§ What to work on
Search each line below for the word "select" and list those that contain it.

§ Exercise material
+-------+

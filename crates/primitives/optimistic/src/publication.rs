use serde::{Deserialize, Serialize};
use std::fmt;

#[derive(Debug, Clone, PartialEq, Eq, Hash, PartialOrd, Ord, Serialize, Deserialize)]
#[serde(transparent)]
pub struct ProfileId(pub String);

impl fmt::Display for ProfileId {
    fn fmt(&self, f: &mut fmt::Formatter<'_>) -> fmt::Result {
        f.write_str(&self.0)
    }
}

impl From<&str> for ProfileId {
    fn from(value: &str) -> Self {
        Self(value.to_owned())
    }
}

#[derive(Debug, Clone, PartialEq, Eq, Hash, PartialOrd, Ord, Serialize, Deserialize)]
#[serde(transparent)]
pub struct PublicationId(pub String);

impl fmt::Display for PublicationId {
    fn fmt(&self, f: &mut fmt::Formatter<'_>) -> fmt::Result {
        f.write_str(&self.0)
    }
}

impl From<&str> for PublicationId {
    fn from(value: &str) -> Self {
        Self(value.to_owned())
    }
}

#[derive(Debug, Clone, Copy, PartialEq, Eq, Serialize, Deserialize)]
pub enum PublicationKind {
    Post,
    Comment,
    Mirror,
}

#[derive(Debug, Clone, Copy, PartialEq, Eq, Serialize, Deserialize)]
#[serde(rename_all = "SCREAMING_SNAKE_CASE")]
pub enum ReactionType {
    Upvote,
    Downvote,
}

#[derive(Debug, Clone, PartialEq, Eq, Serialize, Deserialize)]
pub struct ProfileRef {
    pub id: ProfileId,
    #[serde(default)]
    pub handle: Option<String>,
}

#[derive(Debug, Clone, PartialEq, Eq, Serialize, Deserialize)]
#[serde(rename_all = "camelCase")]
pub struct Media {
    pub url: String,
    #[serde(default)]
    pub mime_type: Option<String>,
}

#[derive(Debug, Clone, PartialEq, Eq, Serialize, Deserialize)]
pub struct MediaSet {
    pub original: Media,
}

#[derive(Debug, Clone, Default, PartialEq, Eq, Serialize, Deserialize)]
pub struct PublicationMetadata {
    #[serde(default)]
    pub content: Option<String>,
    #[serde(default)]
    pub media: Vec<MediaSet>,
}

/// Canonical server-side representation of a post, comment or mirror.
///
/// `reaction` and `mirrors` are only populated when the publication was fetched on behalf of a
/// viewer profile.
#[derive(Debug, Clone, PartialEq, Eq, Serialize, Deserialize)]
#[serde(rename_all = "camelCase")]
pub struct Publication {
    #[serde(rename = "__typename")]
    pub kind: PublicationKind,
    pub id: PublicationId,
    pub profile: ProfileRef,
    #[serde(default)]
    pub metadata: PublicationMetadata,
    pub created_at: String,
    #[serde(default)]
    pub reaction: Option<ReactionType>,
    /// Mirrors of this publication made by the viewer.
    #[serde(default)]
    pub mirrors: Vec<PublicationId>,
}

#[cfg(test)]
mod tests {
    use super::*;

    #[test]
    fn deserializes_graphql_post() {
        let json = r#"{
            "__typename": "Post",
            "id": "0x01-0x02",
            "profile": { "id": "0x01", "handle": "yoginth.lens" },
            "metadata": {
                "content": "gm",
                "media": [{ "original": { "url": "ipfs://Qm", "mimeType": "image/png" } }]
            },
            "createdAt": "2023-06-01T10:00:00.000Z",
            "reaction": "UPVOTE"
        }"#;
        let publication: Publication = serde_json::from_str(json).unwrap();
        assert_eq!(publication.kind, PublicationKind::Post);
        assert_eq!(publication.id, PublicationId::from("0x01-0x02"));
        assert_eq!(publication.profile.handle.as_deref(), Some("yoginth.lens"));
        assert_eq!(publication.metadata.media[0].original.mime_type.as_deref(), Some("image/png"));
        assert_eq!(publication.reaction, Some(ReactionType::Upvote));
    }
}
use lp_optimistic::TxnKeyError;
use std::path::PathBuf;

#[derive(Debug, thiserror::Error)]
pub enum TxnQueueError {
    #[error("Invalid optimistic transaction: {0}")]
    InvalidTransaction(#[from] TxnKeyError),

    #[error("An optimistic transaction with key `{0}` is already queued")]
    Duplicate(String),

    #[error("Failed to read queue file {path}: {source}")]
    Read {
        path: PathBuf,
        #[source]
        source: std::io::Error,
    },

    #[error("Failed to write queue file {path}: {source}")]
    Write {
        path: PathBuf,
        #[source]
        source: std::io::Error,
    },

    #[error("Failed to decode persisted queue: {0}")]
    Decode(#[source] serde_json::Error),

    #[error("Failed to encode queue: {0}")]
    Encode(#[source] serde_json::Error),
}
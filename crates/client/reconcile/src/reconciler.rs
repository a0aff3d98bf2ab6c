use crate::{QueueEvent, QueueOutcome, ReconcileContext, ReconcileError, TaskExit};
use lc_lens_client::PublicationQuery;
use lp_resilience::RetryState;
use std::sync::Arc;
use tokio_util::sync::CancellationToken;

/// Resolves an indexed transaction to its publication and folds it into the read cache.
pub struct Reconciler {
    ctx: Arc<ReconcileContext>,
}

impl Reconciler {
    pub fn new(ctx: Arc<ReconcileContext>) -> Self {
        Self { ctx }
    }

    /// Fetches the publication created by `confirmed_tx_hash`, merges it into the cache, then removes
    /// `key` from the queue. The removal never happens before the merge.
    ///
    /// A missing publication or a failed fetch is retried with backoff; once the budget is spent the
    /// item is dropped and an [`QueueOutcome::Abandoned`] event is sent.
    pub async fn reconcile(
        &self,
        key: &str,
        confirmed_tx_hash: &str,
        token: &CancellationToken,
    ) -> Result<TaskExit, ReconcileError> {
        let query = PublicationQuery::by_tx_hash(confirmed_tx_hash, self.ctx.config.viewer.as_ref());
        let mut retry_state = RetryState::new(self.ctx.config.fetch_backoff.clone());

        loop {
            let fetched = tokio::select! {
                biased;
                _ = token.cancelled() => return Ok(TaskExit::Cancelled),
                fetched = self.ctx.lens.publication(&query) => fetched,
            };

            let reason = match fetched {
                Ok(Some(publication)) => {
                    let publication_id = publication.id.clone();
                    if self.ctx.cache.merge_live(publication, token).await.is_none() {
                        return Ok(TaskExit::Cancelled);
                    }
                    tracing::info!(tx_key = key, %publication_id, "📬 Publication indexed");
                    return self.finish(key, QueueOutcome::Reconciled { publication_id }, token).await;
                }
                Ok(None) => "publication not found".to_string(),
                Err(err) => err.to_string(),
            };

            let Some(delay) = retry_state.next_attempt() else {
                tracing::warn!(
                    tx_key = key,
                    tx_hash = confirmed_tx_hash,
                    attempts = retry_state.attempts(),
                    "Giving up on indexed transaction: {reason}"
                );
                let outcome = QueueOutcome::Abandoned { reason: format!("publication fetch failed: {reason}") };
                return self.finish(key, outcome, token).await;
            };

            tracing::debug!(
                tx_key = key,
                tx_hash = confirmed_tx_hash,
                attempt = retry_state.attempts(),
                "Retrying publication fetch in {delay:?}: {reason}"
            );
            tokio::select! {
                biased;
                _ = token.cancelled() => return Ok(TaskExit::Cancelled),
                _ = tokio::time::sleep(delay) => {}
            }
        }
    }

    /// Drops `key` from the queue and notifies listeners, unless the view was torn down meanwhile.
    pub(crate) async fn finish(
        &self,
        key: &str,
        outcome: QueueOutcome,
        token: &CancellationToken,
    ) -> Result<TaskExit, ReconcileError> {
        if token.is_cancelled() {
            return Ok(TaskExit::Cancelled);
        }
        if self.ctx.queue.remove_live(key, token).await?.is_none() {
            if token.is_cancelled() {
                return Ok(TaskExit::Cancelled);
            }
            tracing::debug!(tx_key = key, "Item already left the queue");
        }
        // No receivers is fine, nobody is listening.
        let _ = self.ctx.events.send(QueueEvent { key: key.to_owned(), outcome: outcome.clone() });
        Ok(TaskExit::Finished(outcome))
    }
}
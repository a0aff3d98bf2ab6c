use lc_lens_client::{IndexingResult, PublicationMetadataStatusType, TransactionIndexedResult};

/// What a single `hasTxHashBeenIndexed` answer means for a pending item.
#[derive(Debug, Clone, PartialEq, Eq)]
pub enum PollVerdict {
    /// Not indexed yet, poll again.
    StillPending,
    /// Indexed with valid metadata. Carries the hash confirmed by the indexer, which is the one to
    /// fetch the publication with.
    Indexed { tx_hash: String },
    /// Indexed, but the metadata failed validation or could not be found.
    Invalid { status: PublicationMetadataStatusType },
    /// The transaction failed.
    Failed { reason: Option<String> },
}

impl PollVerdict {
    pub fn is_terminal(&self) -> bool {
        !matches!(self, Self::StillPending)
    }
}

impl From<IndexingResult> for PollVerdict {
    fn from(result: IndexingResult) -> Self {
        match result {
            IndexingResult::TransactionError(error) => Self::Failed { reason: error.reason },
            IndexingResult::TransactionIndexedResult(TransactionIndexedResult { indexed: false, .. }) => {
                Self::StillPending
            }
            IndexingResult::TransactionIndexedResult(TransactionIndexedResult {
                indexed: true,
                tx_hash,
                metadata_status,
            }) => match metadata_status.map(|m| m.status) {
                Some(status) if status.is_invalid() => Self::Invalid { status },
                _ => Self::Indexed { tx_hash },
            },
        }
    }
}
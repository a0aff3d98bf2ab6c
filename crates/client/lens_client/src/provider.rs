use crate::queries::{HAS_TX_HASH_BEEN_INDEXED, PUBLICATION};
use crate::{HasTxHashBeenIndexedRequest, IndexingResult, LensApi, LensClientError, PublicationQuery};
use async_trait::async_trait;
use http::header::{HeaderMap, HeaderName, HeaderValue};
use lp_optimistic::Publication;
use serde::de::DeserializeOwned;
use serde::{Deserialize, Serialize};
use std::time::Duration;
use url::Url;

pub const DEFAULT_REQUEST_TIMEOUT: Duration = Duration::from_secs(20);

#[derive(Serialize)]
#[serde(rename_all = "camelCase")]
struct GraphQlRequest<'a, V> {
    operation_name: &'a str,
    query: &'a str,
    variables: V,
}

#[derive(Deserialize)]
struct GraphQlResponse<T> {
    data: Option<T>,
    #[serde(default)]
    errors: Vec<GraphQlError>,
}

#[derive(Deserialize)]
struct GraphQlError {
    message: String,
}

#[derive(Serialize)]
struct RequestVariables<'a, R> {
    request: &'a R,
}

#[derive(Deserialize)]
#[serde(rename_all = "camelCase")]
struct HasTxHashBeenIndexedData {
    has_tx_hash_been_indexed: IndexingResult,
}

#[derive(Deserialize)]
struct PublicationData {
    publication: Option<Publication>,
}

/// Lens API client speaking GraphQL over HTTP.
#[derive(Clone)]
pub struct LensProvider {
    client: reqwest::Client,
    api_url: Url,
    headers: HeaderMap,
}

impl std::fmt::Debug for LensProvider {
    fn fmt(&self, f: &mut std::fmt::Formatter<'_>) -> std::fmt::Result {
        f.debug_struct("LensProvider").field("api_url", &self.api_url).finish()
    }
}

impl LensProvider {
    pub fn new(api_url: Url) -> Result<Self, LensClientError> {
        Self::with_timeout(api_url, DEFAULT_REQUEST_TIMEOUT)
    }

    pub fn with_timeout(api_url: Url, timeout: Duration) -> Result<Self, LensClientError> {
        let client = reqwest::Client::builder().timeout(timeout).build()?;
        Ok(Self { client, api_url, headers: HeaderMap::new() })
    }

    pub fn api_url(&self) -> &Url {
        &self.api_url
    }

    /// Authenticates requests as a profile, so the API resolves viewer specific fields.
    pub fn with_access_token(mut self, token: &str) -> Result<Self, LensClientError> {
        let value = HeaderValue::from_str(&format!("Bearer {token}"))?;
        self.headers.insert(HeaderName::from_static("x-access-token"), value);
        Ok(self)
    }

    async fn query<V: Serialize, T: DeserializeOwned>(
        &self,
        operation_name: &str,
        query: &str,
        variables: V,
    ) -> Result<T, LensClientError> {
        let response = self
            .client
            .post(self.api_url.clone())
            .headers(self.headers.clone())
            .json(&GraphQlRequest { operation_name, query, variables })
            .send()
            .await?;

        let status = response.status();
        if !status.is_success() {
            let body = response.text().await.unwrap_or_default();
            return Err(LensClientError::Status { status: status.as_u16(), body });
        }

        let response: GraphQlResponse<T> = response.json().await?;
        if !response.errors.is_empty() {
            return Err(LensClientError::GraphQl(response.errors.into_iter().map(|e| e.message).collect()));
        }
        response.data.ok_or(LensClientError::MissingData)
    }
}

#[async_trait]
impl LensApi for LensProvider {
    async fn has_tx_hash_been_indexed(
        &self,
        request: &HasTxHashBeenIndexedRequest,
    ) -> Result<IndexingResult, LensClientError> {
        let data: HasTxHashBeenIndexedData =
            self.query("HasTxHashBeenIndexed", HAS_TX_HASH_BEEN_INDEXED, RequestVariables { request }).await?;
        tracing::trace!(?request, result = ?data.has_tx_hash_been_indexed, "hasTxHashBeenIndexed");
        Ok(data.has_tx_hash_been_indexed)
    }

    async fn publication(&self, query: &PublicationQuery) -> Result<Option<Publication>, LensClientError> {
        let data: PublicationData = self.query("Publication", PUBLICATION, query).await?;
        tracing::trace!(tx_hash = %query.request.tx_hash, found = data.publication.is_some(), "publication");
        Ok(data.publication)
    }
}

+-------+

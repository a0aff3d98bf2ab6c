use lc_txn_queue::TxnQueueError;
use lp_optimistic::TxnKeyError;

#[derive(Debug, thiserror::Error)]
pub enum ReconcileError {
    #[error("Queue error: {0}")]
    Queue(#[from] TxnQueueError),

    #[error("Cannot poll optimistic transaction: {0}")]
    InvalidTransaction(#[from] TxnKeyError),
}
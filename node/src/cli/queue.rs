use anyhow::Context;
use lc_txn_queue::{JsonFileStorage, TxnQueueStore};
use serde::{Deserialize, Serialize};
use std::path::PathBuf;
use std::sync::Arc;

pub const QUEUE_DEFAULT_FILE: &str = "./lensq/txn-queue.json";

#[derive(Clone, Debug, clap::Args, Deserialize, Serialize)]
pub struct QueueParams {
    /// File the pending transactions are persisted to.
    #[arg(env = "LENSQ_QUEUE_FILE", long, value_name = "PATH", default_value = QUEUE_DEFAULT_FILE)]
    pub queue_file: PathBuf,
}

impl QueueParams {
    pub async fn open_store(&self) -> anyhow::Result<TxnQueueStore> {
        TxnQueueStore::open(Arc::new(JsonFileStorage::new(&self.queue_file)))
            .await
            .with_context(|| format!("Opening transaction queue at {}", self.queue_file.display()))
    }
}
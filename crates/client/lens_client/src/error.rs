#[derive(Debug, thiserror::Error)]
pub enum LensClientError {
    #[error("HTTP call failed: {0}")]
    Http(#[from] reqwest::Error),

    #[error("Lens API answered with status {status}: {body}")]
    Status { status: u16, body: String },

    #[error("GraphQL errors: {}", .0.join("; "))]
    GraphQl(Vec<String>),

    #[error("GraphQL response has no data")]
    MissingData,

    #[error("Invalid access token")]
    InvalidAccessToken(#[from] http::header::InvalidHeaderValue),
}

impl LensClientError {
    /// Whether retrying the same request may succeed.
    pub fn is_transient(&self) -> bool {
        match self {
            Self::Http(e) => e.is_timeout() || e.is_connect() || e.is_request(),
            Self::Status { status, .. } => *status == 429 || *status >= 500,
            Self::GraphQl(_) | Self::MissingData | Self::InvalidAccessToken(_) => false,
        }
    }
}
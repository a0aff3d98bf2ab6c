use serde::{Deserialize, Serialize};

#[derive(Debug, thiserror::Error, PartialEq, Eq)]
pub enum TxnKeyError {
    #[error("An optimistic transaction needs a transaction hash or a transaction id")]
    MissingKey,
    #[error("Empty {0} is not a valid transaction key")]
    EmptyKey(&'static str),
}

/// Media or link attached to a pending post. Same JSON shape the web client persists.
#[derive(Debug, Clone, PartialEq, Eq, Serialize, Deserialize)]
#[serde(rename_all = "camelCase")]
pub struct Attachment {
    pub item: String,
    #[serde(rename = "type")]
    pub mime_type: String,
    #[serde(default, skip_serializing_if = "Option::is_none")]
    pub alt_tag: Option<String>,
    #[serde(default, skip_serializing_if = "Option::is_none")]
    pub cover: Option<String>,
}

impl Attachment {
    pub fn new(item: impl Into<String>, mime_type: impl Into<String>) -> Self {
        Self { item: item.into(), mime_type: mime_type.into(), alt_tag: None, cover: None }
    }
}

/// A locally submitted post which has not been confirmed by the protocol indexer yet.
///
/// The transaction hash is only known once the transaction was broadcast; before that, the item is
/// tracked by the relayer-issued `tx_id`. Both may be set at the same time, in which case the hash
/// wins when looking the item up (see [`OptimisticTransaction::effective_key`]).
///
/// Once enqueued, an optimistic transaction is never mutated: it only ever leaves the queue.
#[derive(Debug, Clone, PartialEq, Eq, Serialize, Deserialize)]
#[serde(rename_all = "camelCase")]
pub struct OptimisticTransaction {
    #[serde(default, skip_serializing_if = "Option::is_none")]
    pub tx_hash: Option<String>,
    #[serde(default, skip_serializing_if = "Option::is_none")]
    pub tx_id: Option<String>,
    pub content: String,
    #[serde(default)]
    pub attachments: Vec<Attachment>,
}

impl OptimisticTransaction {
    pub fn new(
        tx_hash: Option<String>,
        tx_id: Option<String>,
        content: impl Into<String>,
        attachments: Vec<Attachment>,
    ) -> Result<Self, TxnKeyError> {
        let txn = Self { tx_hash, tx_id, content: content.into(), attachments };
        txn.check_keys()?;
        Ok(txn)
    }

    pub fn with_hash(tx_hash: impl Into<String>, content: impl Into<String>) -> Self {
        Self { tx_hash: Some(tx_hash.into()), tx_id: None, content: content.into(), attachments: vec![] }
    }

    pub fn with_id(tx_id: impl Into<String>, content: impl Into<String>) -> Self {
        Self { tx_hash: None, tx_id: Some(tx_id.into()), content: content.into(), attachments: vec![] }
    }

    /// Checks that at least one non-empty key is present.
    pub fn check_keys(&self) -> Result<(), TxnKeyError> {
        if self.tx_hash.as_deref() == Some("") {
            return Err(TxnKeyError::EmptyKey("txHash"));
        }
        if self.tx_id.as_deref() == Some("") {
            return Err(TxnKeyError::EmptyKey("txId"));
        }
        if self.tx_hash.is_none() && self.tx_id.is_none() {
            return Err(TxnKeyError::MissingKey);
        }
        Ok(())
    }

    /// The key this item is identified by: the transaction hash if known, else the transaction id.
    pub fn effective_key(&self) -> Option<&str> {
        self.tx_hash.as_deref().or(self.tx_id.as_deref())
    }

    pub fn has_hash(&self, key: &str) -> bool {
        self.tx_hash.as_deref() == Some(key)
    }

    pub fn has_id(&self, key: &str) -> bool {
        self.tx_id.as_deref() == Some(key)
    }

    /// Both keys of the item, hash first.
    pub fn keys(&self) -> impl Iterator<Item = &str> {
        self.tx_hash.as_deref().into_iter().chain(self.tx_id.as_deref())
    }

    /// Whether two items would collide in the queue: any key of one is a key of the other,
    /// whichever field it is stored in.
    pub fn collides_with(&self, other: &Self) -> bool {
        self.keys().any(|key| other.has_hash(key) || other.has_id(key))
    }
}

+-------+

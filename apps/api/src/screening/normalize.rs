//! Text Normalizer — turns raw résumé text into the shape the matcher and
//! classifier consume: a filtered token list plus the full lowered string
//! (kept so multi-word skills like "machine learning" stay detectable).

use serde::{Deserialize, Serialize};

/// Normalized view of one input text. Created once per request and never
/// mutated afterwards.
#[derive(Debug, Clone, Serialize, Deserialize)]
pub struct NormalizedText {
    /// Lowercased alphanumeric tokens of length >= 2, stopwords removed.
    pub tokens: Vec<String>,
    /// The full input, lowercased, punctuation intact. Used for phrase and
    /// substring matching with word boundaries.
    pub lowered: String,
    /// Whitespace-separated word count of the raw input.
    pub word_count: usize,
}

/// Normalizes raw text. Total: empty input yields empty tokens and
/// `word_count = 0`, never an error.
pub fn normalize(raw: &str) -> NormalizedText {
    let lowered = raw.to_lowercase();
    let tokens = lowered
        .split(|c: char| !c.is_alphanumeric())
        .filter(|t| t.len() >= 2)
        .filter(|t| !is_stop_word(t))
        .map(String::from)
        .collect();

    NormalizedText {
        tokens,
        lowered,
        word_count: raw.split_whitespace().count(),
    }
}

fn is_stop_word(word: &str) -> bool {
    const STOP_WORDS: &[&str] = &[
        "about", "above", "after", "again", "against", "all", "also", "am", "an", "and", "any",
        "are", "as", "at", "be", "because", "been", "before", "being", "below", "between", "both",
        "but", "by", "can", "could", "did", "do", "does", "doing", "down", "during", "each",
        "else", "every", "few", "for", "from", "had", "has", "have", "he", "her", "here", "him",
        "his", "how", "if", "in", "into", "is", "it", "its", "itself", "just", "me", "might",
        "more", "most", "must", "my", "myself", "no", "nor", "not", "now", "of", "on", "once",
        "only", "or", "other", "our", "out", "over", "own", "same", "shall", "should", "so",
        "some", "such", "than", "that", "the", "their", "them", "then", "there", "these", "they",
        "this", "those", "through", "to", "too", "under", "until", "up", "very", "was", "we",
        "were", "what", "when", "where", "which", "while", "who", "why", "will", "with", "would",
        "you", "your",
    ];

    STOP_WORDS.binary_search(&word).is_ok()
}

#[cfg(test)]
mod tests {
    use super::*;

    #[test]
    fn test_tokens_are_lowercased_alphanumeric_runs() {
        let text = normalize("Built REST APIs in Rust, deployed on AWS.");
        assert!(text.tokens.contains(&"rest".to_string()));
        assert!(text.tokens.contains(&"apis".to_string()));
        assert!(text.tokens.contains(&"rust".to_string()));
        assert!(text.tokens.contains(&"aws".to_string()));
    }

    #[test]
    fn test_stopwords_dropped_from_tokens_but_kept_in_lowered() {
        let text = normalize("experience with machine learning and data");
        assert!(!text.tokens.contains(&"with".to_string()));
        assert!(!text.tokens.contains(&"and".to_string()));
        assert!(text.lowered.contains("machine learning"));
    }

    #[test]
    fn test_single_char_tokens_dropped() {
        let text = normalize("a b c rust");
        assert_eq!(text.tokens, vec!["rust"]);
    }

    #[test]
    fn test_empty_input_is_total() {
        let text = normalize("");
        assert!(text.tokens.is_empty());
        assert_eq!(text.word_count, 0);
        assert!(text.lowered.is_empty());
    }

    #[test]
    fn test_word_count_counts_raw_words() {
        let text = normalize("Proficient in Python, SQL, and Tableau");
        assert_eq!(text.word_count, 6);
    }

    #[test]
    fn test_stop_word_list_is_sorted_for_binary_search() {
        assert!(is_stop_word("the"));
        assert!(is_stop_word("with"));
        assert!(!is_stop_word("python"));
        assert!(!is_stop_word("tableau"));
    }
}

+-------+

§ Task solution
            let fetched = tokio::select! {
            tokio::select! {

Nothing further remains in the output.